I honestly feel like I can’t keep trying without us changing the way we do things, but I also know that its not fair to put the burden on her to make up for all of my shortcomings. I feel like I just want to die most of the time, and have little motivation to try anymore. What’s the point in torturing myself to make progress, when I am never really going to be able to fix these issues? It feels like the only thing I can do is become more painfully aware of things I have already f****d up after the fact.

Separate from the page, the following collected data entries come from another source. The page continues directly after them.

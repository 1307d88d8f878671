//! Completion service adapter.
//!
//! Wraps a raw [`CompletionService`] call with:
//! - resolution of `[[path]]` links in the prompt against the file store,
//! - up to [`MAX_ATTEMPTS`] attempts when the service reports a rate limit,
//! - a timeout on every attempt.
//!
//! Failures are returned as [`CompletionError`]; what to do with them is the
//! pipeline's decision.

use std::path::PathBuf;
use std::sync::{Arc, OnceLock};
use std::time::Duration;

use regex::{Captures, Regex};
use tracing::{debug, info, warn};

use crate::contract::{CompletionError, CompletionRequest, CompletionService, FileStore};
use crate::template::NOTE_EXTENSION;

pub const MAX_ATTEMPTS: u32 = 3;
pub const RETRY_BACKOFF: Duration = Duration::from_secs(2);

fn link_pattern() -> &'static Regex {
    static PATTERN: OnceLock<Regex> = OnceLock::new();
    PATTERN.get_or_init(|| Regex::new(r"\[\[([^\[\]]+?)\]\]").expect("link pattern is valid"))
}

/// A prompt after link substitution, plus the links that could not be found.
#[derive(Debug, Clone, PartialEq, Eq)]
pub struct ResolvedPrompt {
    pub text: String,
    pub unresolved: Vec<String>,
}

/// Candidate store paths for a link target: the target itself, then with the
/// note extension when it has none.
fn link_candidates(target: &str) -> Vec<PathBuf> {
    let path = PathBuf::from(target);
    let mut candidates = vec![path.clone()];
    if path.extension().is_none() {
        candidates.push(path.with_extension(NOTE_EXTENSION));
    }
    candidates
}

/// Replace every `[[target]]` or `[[target|alias]]` in `prompt` with the
/// content of the referenced file. Unknown links are left verbatim.
pub async fn resolve_links(prompt: &str, store: &dyn FileStore) -> ResolvedPrompt {
    let pattern = link_pattern();
    let mut contents: Vec<Option<String>> = Vec::new();
    let mut unresolved = Vec::new();

    for caps in pattern.captures_iter(prompt) {
        let raw = &caps[1];
        let target = raw.split('|').next().unwrap_or(raw).trim();
        let mut found = None;
        for candidate in link_candidates(target) {
            if !store.exists(&candidate).await {
                continue;
            }
            match store.read(&candidate).await {
                Ok(content) => {
                    debug!(link = %target, path = %candidate.display(), "Resolved prompt link");
                    found = Some(content);
                    break;
                }
                Err(e) => {
                    warn!(link = %target, error = %e, "Failed to read linked file");
                }
            }
        }
        if found.is_none() {
            warn!(link = %target, "Unresolved link in prompt; leaving it verbatim");
            unresolved.push(target.to_string());
        }
        contents.push(found);
    }

    let mut index = 0;
    let text = pattern
        .replace_all(prompt, |caps: &Captures<'_>| {
            let replacement = contents
                .get(index)
                .cloned()
                .flatten()
                .unwrap_or_else(|| caps[0].to_string());
            index += 1;
            replacement
        })
        .into_owned();

    ResolvedPrompt { text, unresolved }
}

/// Resolves links, then calls the service with bounded retries.
pub struct CompletionAdapter {
    service: Arc<dyn CompletionService>,
    store: Arc<dyn FileStore>,
    attempt_timeout: Duration,
    backoff: Duration,
    max_attempts: u32,
}

impl CompletionAdapter {
    pub fn new(
        service: Arc<dyn CompletionService>,
        store: Arc<dyn FileStore>,
        attempt_timeout: Duration,
    ) -> Self {
        Self {
            service,
            store,
            attempt_timeout,
            backoff: RETRY_BACKOFF,
            max_attempts: MAX_ATTEMPTS,
        }
    }

    pub async fn complete(&self, content: &str, prompt: &str) -> Result<String, CompletionError> {
        let resolved = resolve_links(prompt, self.store.as_ref()).await;
        let request = CompletionRequest {
            content: content.to_string(),
            prompt: resolved.text,
        };

        let mut attempt = 1;
        loop {
            debug!(attempt, "Calling completion service");
            let result = match tokio::time::timeout(
                self.attempt_timeout,
                self.service.complete(&request),
            )
            .await
            {
                Ok(result) => result,
                Err(_) => Err(CompletionError::Timeout(self.attempt_timeout)),
            };

            match result {
                Ok(text) if text.trim().is_empty() => return Err(CompletionError::EmptyResponse),
                Ok(text) => return Ok(text),
                Err(e) if e.is_retryable() => {
                    if attempt >= self.max_attempts {
                        warn!(attempts = attempt, "Completion still rate limited; giving up");
                        return Err(CompletionError::RetriesExhausted { attempts: attempt });
                    }
                    info!(attempt, backoff = ?self.backoff, "Rate limited; retrying after backoff");
                    tokio::time::sleep(self.backoff).await;
                    attempt += 1;
                }
                Err(e) => {
                    warn!(error = %e, attempt, "Completion failed without retry");
                    return Err(e);
                }
            }
        }
    }
}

Is there a path of compromise? What can I expect in terms of reasonable accommodations? Is my relationship, and the rest of my life as hopeless as it feels? Is dating someone like me dooming my girlfriend to an unsatisfying life? How can I explain my situation to her in a way that helps her understand better? How can I better understand her perspective?

Does anyone have any advice, book suggestions, counseling organizations, or anything else they can suggest?

You asked for feedback. I have a little for you. Just in the last week, one of the support groups I go to, the ASD specialist clinical psychologist who runs it referred the group (since we spent most of the meeting talking about dating) to a couple books. The one I remember and the one my ASD own specialist therapist referred me to this week is called "Decoding Dating" by John Miller (which you can easily find on Amazon). It's specifically written for people on the spectrum about how to deal w/every phase of a relationship from finding someone to dating to getting intimate w/someone to what is a relationship to sex. All of it. I'm not saying it'll solve all your problems, but this might be a decent book to start with.

Also, the clinical psychologist who runs the support group I referred to above has podcast she does, I think twice/month. It's nominally for women on the spectrum, but the bulk of the advice can be used by anyone. It's called "Spectrumly Speaking", hosted by Dr. Katherine Cody and BECCA LORY HECTOR (who's on the spectrum). Google that show and you can find several episodes in the previous eps archive that discuss relationships for people on the spectrum w/NT's or otherwise.

There's more out there, but this is what come to mind. Whatever happens w/this relationship, I hope you find happiness in life and love!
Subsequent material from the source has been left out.